The task :: Take from the material every line that contains the word "experience".

Recorded information ::
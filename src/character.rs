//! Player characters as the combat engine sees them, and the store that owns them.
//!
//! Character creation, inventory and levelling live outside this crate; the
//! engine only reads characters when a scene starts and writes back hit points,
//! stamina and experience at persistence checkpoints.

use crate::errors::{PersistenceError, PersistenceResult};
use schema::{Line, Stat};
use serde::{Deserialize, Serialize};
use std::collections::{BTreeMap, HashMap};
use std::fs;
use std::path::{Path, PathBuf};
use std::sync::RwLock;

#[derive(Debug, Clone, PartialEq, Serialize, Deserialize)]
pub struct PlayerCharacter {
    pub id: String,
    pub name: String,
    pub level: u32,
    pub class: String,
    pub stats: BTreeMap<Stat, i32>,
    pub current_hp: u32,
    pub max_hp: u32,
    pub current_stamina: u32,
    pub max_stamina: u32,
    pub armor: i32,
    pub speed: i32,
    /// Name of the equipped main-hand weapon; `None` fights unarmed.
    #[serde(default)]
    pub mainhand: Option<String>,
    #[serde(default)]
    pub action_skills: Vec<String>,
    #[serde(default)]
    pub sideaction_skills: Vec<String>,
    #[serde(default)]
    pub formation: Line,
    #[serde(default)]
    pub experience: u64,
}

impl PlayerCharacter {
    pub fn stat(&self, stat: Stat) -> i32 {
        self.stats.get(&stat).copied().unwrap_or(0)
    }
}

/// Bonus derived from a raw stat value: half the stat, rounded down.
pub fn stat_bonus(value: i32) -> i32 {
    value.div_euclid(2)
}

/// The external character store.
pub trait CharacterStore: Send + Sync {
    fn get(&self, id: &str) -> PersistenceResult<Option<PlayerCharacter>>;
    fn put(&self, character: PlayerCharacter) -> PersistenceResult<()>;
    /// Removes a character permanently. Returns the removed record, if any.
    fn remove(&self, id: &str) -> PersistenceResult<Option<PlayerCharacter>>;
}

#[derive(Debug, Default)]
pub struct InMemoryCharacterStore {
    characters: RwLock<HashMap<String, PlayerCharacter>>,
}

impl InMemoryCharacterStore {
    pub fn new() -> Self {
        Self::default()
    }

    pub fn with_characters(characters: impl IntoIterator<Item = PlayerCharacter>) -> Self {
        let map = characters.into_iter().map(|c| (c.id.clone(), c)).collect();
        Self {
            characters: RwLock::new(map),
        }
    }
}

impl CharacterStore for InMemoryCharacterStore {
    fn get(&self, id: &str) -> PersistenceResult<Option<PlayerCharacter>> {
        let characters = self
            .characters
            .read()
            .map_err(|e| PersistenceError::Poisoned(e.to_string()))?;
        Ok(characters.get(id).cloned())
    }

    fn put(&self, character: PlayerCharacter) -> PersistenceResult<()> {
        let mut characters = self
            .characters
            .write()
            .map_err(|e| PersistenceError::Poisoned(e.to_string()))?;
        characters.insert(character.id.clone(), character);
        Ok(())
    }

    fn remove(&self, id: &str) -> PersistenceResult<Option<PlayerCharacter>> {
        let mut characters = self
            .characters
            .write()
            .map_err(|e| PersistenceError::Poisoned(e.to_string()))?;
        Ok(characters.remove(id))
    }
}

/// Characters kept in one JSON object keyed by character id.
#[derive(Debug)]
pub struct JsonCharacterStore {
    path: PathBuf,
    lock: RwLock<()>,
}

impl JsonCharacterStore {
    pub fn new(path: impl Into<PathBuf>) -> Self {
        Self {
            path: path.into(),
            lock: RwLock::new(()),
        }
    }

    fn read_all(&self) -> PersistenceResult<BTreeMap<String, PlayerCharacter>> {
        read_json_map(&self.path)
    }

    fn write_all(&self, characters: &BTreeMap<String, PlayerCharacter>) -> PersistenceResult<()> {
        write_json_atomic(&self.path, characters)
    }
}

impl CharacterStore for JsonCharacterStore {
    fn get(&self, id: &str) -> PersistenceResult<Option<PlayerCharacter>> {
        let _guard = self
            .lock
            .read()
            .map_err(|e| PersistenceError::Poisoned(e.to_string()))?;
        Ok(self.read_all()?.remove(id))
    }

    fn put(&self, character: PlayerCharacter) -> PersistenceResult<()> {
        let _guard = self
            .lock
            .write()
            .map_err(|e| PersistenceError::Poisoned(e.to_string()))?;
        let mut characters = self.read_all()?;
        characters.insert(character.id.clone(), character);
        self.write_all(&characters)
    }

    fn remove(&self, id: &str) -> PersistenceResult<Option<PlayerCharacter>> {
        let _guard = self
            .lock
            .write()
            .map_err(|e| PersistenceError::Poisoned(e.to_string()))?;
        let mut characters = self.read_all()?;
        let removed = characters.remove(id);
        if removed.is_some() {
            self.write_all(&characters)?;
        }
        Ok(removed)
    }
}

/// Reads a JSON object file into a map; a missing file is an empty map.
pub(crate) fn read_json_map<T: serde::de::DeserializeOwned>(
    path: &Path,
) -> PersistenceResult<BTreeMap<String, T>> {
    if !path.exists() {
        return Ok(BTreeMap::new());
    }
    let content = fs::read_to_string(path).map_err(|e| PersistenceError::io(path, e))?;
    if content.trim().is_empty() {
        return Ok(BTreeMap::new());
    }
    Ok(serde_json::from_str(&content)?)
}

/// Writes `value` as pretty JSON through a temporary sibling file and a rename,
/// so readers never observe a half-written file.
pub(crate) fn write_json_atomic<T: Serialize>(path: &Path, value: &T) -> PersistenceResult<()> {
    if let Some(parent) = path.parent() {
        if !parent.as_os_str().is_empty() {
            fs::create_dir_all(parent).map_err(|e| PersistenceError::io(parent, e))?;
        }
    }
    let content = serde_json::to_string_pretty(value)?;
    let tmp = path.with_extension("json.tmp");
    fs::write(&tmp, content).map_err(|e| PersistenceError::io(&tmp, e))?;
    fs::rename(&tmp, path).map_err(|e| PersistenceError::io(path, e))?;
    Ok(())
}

...

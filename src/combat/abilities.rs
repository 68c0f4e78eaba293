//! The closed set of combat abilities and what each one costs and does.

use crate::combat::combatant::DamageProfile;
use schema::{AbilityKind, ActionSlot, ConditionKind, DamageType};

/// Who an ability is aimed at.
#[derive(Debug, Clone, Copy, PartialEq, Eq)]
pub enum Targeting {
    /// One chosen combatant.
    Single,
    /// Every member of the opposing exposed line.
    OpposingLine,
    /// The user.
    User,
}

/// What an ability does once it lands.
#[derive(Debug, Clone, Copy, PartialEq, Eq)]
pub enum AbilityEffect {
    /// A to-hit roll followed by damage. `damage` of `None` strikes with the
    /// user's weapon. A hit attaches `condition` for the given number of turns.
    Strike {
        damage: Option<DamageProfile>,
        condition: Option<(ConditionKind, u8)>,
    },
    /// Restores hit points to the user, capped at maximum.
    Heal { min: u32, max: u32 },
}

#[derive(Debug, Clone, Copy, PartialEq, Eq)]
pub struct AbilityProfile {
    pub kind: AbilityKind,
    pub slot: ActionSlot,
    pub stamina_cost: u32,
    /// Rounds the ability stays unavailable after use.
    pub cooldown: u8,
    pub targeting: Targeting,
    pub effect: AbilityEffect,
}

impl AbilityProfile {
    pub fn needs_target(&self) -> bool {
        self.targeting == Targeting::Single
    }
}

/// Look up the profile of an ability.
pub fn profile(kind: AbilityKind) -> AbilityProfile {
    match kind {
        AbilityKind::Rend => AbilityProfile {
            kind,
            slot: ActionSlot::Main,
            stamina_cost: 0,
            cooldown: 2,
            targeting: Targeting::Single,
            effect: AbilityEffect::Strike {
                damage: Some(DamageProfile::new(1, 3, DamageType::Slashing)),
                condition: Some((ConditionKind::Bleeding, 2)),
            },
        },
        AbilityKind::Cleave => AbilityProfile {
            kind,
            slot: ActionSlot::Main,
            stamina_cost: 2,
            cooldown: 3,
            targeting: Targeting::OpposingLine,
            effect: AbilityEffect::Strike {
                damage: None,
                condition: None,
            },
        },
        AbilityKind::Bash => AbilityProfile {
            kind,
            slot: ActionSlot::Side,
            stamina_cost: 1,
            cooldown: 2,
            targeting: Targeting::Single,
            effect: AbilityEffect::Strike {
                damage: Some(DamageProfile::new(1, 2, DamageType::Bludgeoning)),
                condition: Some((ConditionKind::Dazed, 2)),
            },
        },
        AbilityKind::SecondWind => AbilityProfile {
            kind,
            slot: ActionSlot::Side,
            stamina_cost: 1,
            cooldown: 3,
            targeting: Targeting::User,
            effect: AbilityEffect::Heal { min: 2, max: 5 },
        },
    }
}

Response area ::
//! stamina and experience at persistence checkpoints.
    pub experience: u64,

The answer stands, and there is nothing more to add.